* _PROBLEM_
All lines between the start of the listing below and the line containing "A fixed-interval OHLCV", inclusive, must be repeated exactly.

* _PROVIDED MATERIAL_
--------------------------------

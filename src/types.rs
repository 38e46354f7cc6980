// =============================================================================
// Core data model shared across the engine
// =============================================================================

use chrono::{DateTime, Utc};
use serde::{Deserialize, Serialize};

/// A single price level in an order book.
///
/// Invariant: `price > 0.0`, `quantity >= 0.0`.
#[derive(Debug, Clone, Copy, PartialEq, Serialize, Deserialize)]
pub struct PriceLevel {
    pub price: f64,
    pub quantity: f64,
}

/// Full order book snapshot. Bids are ordered descending by price, asks
/// ascending. The book is fully overwritten on each depth snapshot — there
/// is no delta merging.
#[derive(Debug, Clone, Default, Serialize, Deserialize)]
pub struct OrderBook {
    pub bids: Vec<PriceLevel>,
    pub asks: Vec<PriceLevel>,
    pub update_ts: i64,
}

impl OrderBook {
    pub fn best_bid(&self) -> Option<PriceLevel> {
        self.bids.first().copied()
    }

    pub fn best_ask(&self) -> Option<PriceLevel> {
        self.asks.first().copied()
    }

    pub fn mid_price(&self) -> Option<f64> {
        let bid = self.best_bid()?;
        let ask = self.best_ask()?;
        Some((bid.price + ask.price) / 2.0)
    }

    /// `true` when top-of-book is crossed or locked — the book should be
    /// treated as stale/unusable until the next overwrite.
    pub fn is_crossed(&self) -> bool {
        match (self.best_bid(), self.best_ask()) {
            (Some(b), Some(a)) => b.price >= a.price,
            _ => false,
        }
    }
}

/// A fixed-interval OHLCV bar. Invariant: `low <= open, close <= high`;
/// `volume >= 0`. Highs/lows must come from mid-price samples, never from
/// bid or ask alone, or ATR degenerates into a measure of spread.
#[derive(Debug, Clone, Copy, Serialize, Deserialize)]
pub struct Bar {
    pub start_ts: i64,
    pub open: f64,
    pub high: f64,
    pub low: f64,
    pub close: f64,
    pub volume: f64,
}

/// A single executed trade. `buyer_is_maker = true` means the aggressor was
/// the seller (short-initiated trade).
#[derive(Debug, Clone, Copy, Serialize, Deserialize)]
pub struct Trade {
    pub ts_ms: i64,
    pub price: f64,
    pub qty: f64,
    pub buyer_is_maker: bool,
}

impl Trade {
    /// Signed quantity used by signed-volume / CVD accumulators: positive
    /// when the aggressor bought, negative when the aggressor sold.
    pub fn signed_qty(&self) -> f64 {
        if self.buyer_is_maker {
            -self.qty
        } else {
            self.qty
        }
    }
}

/// Which side of the market was forcibly closed.
#[derive(Debug, Clone, Copy, PartialEq, Eq, Serialize, Deserialize)]
pub enum LiquidationSide {
    /// A long position was force-closed (the engine sold into the market).
    Sell,
    /// A short position was force-closed (the engine bought into the market).
    Buy,
}

#[derive(Debug, Clone, Copy, Serialize, Deserialize)]
pub struct LiquidationEvent {
    pub ts_ms: i64,
    pub side: LiquidationSide,
    pub qty: f64,
    pub price: f64,
}

impl LiquidationEvent {
    pub fn usd_value(&self) -> f64 {
        self.qty * self.price
    }
}

/// Directional tag shared by whale trades, cascade classification, and
/// decision-engine actions.
#[derive(Debug, Clone, Copy, PartialEq, Eq, Serialize, Deserialize)]
pub enum Direction {
    Long,
    Short,
}

impl Direction {
    pub fn opposite(self) -> Self {
        match self {
            Direction::Long => Direction::Short,
            Direction::Short => Direction::Long,
        }
    }

    pub fn sign(self) -> f64 {
        match self {
            Direction::Long => 1.0,
            Direction::Short => -1.0,
        }
    }
}

/// A single large ("whale") trade retained in the whale-tracker windows.
#[derive(Debug, Clone, Copy, Serialize, Deserialize)]
pub struct LargeTradeRecord {
    pub ts: DateTime<Utc>,
    pub qty: f64,
    pub price: f64,
    pub direction: Direction,
}

/// Emitted by the whale tracker when count/total/dominance bounds all hold.
#[derive(Debug, Clone, Copy, Serialize, Deserialize)]
pub struct WhaleSignal {
    pub direction: Direction,
    pub ts: DateTime<Utc>,
    pub net_qty: f64,
    pub dominance_ratio: f64,
    pub long_qty: f64,
    pub short_qty: f64,
    pub total_qty: f64,
    pub whale_vwap: f64,
}

/// Coarse directional bias recorded on the market snapshot. Distinct from
/// the richer 5-variant `MarketRegime` used for mode-gating — see DESIGN.md.
#[derive(Debug, Clone, Copy, PartialEq, Eq, Serialize, Deserialize)]
pub enum SnapshotRegime {
    Bull,
    Bear,
    Neutral,
    Consolidation,
}

#[derive(Debug, Clone, Copy, PartialEq, Eq, Serialize, Deserialize)]
pub enum TrendState {
    StrongUp,
    LeanUp,
    Range,
    LeanDown,
    StrongDown,
}

#[derive(Debug, Clone, Copy, PartialEq, Eq, Serialize, Deserialize)]
pub enum StructureDirection {
    Bullish,
    Bearish,
    Range,
}

#[derive(Debug, Clone, Copy, Serialize, Deserialize)]
pub struct StructureState {
    pub direction: StructureDirection,
    pub persistence: u32,
    pub structure_break: bool,
    pub pullback_ready: bool,
}

/// `PENDING` may only transition to `FILLED`, `TAKER_FALLBACK`, or
/// `CANCELLED` — no other transitions exist.
#[derive(Debug, Clone, Copy, PartialEq, Eq, Serialize, Deserialize)]
pub enum MakerStatus {
    Pending,
    Filled,
    Cancelled,
    TakerFallback,
}

#[derive(Debug, Clone, Copy, PartialEq, Eq, Serialize, Deserialize)]
pub enum ExitReason {
    TakeProfit,
    StopLoss,
    VpinProtectiveStop,
    TrailingStop,
    TimeLimit,
    TimeStop,
    VpinLockProfit,
    ReverseSignal,
    AiCutLoss,
    AiFlip,
    AiStopLoss,
    MakerTimeoutCancelled,
}

impl std::fmt::Display for ExitReason {
    fn fmt(&self, f: &mut std::fmt::Formatter<'_>) -> std::fmt::Result {
        let s = match self {
            ExitReason::TakeProfit => "TAKE_PROFIT",
            ExitReason::StopLoss => "STOP_LOSS",
            ExitReason::VpinProtectiveStop => "VPIN_PROTECTIVE_STOP",
            ExitReason::TrailingStop => "TRAILING_STOP",
            ExitReason::TimeLimit => "TIME_LIMIT",
            ExitReason::TimeStop => "TIME_STOP",
            ExitReason::VpinLockProfit => "VPIN_LOCK_PROFIT",
            ExitReason::ReverseSignal => "REVERSE_SIGNAL",
            ExitReason::AiCutLoss => "AI_CUT_LOSS",
            ExitReason::AiFlip => "AI_FLIP",
            ExitReason::AiStopLoss => "AI_STOP_LOSS",
            ExitReason::MakerTimeoutCancelled => "MAKER_TIMEOUT_CANCELLED",
        };
        write!(f, "{s}")
    }
}
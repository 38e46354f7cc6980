// =============================================================================
// Bearer Token Authentication — Axum Middleware
// =============================================================================
//
// Extracts and validates a Bearer token from the `Authorization` header.
// The expected token is read from the `HELION_ADMIN_TOKEN` environment variable
// at startup. Comparison is performed in constant time to prevent timing
// side-channel attacks.
//
// Usage as an Axum extractor:
//
//   async fn handler(AuthBearer(token): AuthBearer, ...) { ... }
//
// If the token is missing or invalid, the extractor short-circuits the request
// with a 403 Forbidden response before the handler body executes.
// =============================================================================

use axum::{
    extract::FromRequestParts,
    http::{request::Parts, StatusCode},
    response::{IntoResponse, Response},
};
use tracing::warn;

// =============================================================================
// Constant-time comparison
// =============================================================================

/// Compare two byte slices in constant time. Returns `true` if they are
/// identical. The comparison always examines every byte of both slices even
/// when a mismatch is found early, preventing timing side-channels.
fn constant_time_eq(a: &[u8], b: &[u8]) -> bool {
    if a.len() != b.len() {
        // Length difference is observable, but we still iterate to avoid
        // revealing *where* the length check failed in terms of timing.
        // In practice, a length mismatch already leaks the fact that lengths
        // differ, which is acceptable for token authentication (the attacker
        // does not control the expected token length).
        return false;
    }

    let mut result: u8 = 0;
    for (x, y) in a.iter().zip(b.iter()) {
        result |= x ^ y;
    }
    result == 0
}

// =============================================================================
// Extractor
// =============================================================================

/// Axum extractor that validates the `Authorization: Bearer <token>` header
/// against the `HELION_ADMIN_TOKEN` environment variable.
///
/// If the token is valid the extractor yields the raw token string (useful for
/// downstream logging or audit). If validation fails a 403 response is
/// returned immediately.
pub struct AuthBearer(pub String);

/// Rejection type returned when authentication fails.
pub struct AuthRejection {
    status: StatusCode,
    message: &'static str,
}

impl IntoResponse for AuthRejection {
    fn into_response(self) -> Response {
        let body = serde_json::json!({
            "error": self.message,
        });
        (self.status, axum::Json(body)).into_response()
    }
}

impl<S> FromRequestParts<S> for AuthBearer
where
    S: Send + Sync,
{
    type Rejection = AuthRejection;

    async fn from_request_parts(parts: &mut Parts, _state: &S) -> Result<Self, Self::Rejection> {
        // Read the expected token from the environment. We read it on every
        // request so that rotation does not require a restart (cache in
        // production if latency matters).
        let expected = std::env::var("HELION_ADMIN_TOKEN").unwrap_or_default();

        if expected.is_empty() {
            warn!("HELION_ADMIN_TOKEN is not set — all authenticated requests will be rejected");
            return Err(AuthRejection {
                status: StatusCode::FORBIDDEN,
                message: "Server authentication not configured",
            });
        }

        // Extract the Authorization header.
        let auth_header = parts
            .headers
            .get(axum::http::header::AUTHORIZATION)
            .and_then(|v| v.to_str().ok());

        let token = match auth_header {
            Some(value) if value.starts_with("Bearer ") => &value[7..],
            _ => {
                warn!("Missing or malformed Authorization header");
                return Err(AuthRejection {
                    status: StatusCode::FORBIDDEN,
                    message: "Missing or invalid authorization token",
                });
            }
        };

        // Constant-time comparison.
        if !constant_time_eq(token.as_bytes(), expected.as_bytes()) {
            warn!("Invalid admin token presented");
            return Err(AuthRejection {
                status: StatusCode::FORBIDDEN,
                message: "Invalid authorization token",
            });
        }

        Ok(AuthBearer(token.to_string()))
    }
}

// =============================================================================
// Token validation helper (for WebSocket query-param auth)
// =============================================================================

/// Validate a token string against the `HELION_ADMIN_TOKEN` environment
/// variable. Returns `true` if the token is valid.
///
/// This is intended for contexts where the Axum extractor is not usable (e.g.
/// WebSocket upgrade where the token is passed as a query parameter).
pub fn validate_token(token: &str) -> bool {
    let expected = std::env::var("HELION_ADMIN_TOKEN").unwrap_or_default();
    if expected.is_empty() {
        return false;
    }
    constant_time_eq(token.as_bytes(), expected.as_bytes())
}

// =============================================================================
// Tests
// =============================================================================

#[cfg(test)]
mod tests {
    use super::*;

    #[test]
    fn constant_time_eq_identical() {
        assert!(constant_time_eq(b"hello", b"hello"));
    }

    #[test]
    fn constant_time_eq_different() {
        assert!(!constant_time_eq(b"hello", b"world"));
    }

    #[test]
    fn constant_time_eq_different_lengths() {
        assert!(!constant_time_eq(b"short", b"longer_string"));
    }

    #[test]
    fn constant_time_eq_empty() {
        assert!(constant_time_eq(b"", b""));
    }

    #[test]
    fn constant_time_eq_single_bit_diff() {
        assert!(!constant_time_eq(b"\x00", b"\x01"));
    }
}
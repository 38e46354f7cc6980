// =============================================================================
// Control surface shared state
// =============================================================================
//
// The engine tick loop is the sole writer; the HTTP/WS API (`api/`) only
// ever reads a snapshot or flips a control flag. Nothing here originates a
// trading decision — `ControlState` is observational and administrative
// only, mirroring the read/write split `app_state.rs` draws between the
// strategy loop and the REST layer.

use std::collections::VecDeque;
use std::sync::atomic::{AtomicBool, AtomicI64, AtomicU64, Ordering};
use std::time::Instant;

use parking_lot::RwLock;
use serde::Serialize;
use tokio::sync::broadcast;

use crate::decision::Action;
use crate::modes::{ModeRegistry, StrategyStyle};

const DECISION_LOG_CAPACITY: usize = 200;
const WS_BROADCAST_CAPACITY: usize = 256;

#[derive(Debug, Clone, Serialize)]
pub struct ModeSnapshot {
    pub name: String,
    pub style: StrategyStyle,
    pub enabled: bool,
    pub balance: f64,
    pub open_position_count: usize,
    pub consecutive_losses: u32,
    pub in_loss_cooldown: bool,
}

#[derive(Debug, Clone, Serialize)]
pub struct DecisionLogEntry {
    pub ts_ms: i64,
    pub mode: String,
    pub action: String,
    pub confidence: f64,
    pub reason: String,
}

#[derive(Debug, Clone, Serialize)]
pub struct EngineStateSnapshot {
    pub paused: bool,
    pub kill_requested: bool,
    pub tick_count: u64,
    pub uptime_secs: u64,
    pub state_version: u64,
    pub symbol: String,
    pub mid_price: f64,
}

fn action_label(action: Action) -> &'static str {
    match action {
        Action::Long => "LONG",
        Action::Short => "SHORT",
        Action::Hold => "HOLD",
    }
}

/// Shared, lock-protected control state mounted as axum `State`. Cheap to
/// clone (it's an `Arc` in practice via `Arc<ControlState>`), read-heavy,
/// written once per tick from the engine loop.
pub struct ControlState {
    started_at: Instant,
    paused: AtomicBool,
    kill_requested: AtomicBool,
    tick_count: AtomicU64,
    state_version: AtomicU64,
    last_tick_ts_ms: AtomicI64,
    symbol: RwLock<String>,
    mid_price: RwLock<f64>,
    modes: RwLock<Vec<ModeSnapshot>>,
    decisions: RwLock<VecDeque<DecisionLogEntry>>,
    ws_tx: broadcast::Sender<String>,
}

impl ControlState {
    pub fn new(symbol: impl Into<String>) -> Self {
        let (ws_tx, _rx) = broadcast::channel(WS_BROADCAST_CAPACITY);
        Self {
            started_at: Instant::now(),
            paused: AtomicBool::new(false),
            kill_requested: AtomicBool::new(false),
            tick_count: AtomicU64::new(0),
            state_version: AtomicU64::new(0),
            last_tick_ts_ms: AtomicI64::new(0),
            symbol: RwLock::new(symbol.into()),
            mid_price: RwLock::new(0.0),
            modes: RwLock::new(Vec::new()),
            decisions: RwLock::new(VecDeque::with_capacity(DECISION_LOG_CAPACITY)),
            ws_tx,
        }
    }

    pub fn is_paused(&self) -> bool {
        self.paused.load(Ordering::Relaxed)
    }

    pub fn is_kill_requested(&self) -> bool {
        self.kill_requested.load(Ordering::Relaxed)
    }

    pub fn pause(&self) {
        self.paused.store(true, Ordering::Relaxed);
    }

    pub fn resume(&self) {
        self.paused.store(false, Ordering::Relaxed);
    }

    pub fn kill(&self) {
        self.kill_requested.store(true, Ordering::Relaxed);
    }

    pub fn subscribe(&self) -> broadcast::Receiver<String> {
        self.ws_tx.subscribe()
    }

    pub fn snapshot(&self) -> EngineStateSnapshot {
        EngineStateSnapshot {
            paused: self.is_paused(),
            kill_requested: self.is_kill_requested(),
            tick_count: self.tick_count.load(Ordering::Relaxed),
            uptime_secs: self.started_at.elapsed().as_secs(),
            state_version: self.state_version.load(Ordering::Relaxed),
            symbol: self.symbol.read().clone(),
            mid_price: *self.mid_price.read(),
        }
    }

    pub fn modes(&self) -> Vec<ModeSnapshot> {
        self.modes.read().clone()
    }

    pub fn decisions(&self) -> Vec<DecisionLogEntry> {
        self.decisions.read().iter().cloned().collect()
    }

    /// Called once per tick from the engine loop: refreshes the mode table,
    /// bumps the tick counter and state version, and pushes a compact delta
    /// to any connected WebSocket clients.
    pub fn publish_tick(&self, ts_ms: i64, mid_price: f64, registry: &ModeRegistry) {
        *self.mid_price.write() = mid_price;
        self.last_tick_ts_ms.store(ts_ms, Ordering::Relaxed);
        self.tick_count.fetch_add(1, Ordering::Relaxed);
        self.state_version.fetch_add(1, Ordering::Relaxed);

        let snapshots: Vec<ModeSnapshot> = registry
            .iter()
            .map(|ctx| ModeSnapshot {
                name: ctx.name.clone(),
                style: ctx.style,
                enabled: ctx.config.enabled,
                balance: ctx.balance,
                open_position_count: ctx.open_position_count(),
                consecutive_losses: ctx.consecutive_losses,
                in_loss_cooldown: ctx.in_loss_cooldown(std::time::Instant::now()),
            })
            .collect();
        *self.modes.write() = snapshots;

        if self.ws_tx.receiver_count() > 0 {
            let delta = self.snapshot();
            if let Ok(json) = serde_json::to_string(&delta) {
                let _ = self.ws_tx.send(json);
            }
        }
    }

    /// Records one mode's decision for the tick into the bounded log,
    /// dropping the oldest entry once the ring fills.
    pub fn record_decision(&self, ts_ms: i64, mode: &str, action: Action, confidence: f64, reason: &str) {
        let mut log = self.decisions.write();
        if log.len() >= DECISION_LOG_CAPACITY {
            log.pop_front();
        }
        log.push_back(DecisionLogEntry {
            ts_ms,
            mode: mode.to_string(),
            action: action_label(action).to_string(),
            confidence,
            reason: reason.to_string(),
        });
    }
}

#[cfg(test)]
mod tests {
    use super::*;

    #[test]
    fn pause_resume_round_trips() {
        let state = ControlState::new("BTCUSDT");
        assert!(!state.is_paused());
        state.pause();
        assert!(state.is_paused());
        state.resume();
        assert!(!state.is_paused());
    }

    #[test]
    fn decision_log_is_bounded() {
        let state = ControlState::new("BTCUSDT");
        for i in 0..(DECISION_LOG_CAPACITY + 10) {
            state.record_decision(i as i64, "baseline", Action::Hold, 0.0, "test");
        }
        assert_eq!(state.decisions().len(), DECISION_LOG_CAPACITY);
    }
}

--------------------------------

* _EXPECTED ANSWER_
filename src/types.rs
repository 38e46354f7cc6980
// =============================================================================
// Core data model shared across the engine
// =============================================================================

use chrono::{DateTime, Utc};
use serde::{Deserialize, Serialize};

/// A single price level in an order book.
///
/// Invariant: `price > 0.0`, `quantity >= 0.0`.
#[derive(Debug, Clone, Copy, PartialEq, Serialize, Deserialize)]
pub struct PriceLevel {
    pub price: f64,
    pub quantity: f64,
}

/// Full order book snapshot. Bids are ordered descending by price, asks
/// ascending. The book is fully overwritten on each depth snapshot — there
/// is no delta merging.
#[derive(Debug, Clone, Default, Serialize, Deserialize)]
pub struct OrderBook {
    pub bids: Vec<PriceLevel>,
    pub asks: Vec<PriceLevel>,
    pub update_ts: i64,
}

impl OrderBook {
    pub fn best_bid(&self) -> Option<PriceLevel> {
        self.bids.first().copied()
    }

    pub fn best_ask(&self) -> Option<PriceLevel> {
        self.asks.first().copied()
    }

    pub fn mid_price(&self) -> Option<f64> {
        let bid = self.best_bid()?;
        let ask = self.best_ask()?;
        Some((bid.price + ask.price) / 2.0)
    }

    /// `true` when top-of-book is crossed or locked — the book should be
    /// treated as stale/unusable until the next overwrite.
    pub fn is_crossed(&self) -> bool {
        match (self.best_bid(), self.best_ask()) {
            (Some(b), Some(a)) => b.price >= a.price,
            _ => false,
        }
    }
}

/// A fixed-interval OHLCV bar. Invariant: `low <= open, close <= high`;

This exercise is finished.